*Stored data entries*.

######

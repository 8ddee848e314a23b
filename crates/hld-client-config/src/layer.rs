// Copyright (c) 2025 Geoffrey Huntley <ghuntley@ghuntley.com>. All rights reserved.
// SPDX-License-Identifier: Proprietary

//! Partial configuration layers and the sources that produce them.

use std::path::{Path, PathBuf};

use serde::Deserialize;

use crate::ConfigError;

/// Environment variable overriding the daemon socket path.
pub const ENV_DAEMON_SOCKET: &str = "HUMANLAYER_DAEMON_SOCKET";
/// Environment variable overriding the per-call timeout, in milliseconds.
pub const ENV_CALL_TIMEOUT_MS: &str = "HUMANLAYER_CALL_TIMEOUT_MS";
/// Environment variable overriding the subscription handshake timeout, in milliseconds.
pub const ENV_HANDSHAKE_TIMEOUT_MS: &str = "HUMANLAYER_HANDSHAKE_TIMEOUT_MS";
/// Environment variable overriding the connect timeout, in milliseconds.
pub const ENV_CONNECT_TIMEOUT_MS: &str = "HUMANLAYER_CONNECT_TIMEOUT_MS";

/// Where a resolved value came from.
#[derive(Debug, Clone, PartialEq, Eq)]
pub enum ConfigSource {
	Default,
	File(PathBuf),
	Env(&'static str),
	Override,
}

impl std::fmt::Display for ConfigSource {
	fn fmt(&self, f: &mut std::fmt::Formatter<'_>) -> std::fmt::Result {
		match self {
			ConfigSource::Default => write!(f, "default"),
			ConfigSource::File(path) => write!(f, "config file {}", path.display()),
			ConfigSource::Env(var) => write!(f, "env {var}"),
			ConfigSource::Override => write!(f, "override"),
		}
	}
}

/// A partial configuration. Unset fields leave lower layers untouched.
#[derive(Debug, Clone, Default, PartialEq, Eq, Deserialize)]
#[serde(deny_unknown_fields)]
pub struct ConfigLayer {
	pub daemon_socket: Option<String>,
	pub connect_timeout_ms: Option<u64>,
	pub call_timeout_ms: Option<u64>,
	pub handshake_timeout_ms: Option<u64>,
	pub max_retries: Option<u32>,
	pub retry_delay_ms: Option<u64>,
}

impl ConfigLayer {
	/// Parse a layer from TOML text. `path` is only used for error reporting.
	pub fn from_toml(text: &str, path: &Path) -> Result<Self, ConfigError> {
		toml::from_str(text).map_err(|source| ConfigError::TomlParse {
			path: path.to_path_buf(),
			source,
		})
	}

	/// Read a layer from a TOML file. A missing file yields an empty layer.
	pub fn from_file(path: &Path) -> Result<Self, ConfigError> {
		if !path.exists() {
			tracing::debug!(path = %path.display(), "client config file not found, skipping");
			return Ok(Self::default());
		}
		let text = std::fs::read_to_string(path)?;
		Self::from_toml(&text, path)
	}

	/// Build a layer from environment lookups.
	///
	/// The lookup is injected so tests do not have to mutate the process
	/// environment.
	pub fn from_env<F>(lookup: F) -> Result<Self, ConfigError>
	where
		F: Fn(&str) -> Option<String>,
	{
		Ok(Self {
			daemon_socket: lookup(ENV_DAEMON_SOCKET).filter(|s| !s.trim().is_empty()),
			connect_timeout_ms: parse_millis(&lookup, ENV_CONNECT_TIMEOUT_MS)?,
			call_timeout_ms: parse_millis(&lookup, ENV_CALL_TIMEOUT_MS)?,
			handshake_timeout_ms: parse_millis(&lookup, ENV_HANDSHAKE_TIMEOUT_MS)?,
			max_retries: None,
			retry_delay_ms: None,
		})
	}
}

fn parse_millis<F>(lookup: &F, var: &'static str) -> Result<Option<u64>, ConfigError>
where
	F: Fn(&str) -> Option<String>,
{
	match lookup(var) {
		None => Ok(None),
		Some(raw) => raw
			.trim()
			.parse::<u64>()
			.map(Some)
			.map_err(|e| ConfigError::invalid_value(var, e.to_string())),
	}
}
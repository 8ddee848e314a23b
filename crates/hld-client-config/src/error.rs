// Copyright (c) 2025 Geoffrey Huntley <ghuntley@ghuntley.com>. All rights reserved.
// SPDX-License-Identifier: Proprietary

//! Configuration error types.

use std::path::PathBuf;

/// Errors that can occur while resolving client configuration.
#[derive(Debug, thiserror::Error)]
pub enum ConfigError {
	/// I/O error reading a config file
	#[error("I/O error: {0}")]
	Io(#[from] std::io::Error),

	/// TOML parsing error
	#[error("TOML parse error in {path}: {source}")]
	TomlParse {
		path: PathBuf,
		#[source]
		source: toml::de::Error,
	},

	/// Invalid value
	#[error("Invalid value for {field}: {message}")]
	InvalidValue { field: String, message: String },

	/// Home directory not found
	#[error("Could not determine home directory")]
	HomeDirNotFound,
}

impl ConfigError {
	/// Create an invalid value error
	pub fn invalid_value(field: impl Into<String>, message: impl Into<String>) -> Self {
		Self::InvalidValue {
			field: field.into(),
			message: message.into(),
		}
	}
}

######

*The task*.
Report back each line of the entries that holds the string "layers".

*Task solution*.
//! Partial configuration layers and the sources that produce them.
/// A partial configuration. Unset fields leave lower layers untouched.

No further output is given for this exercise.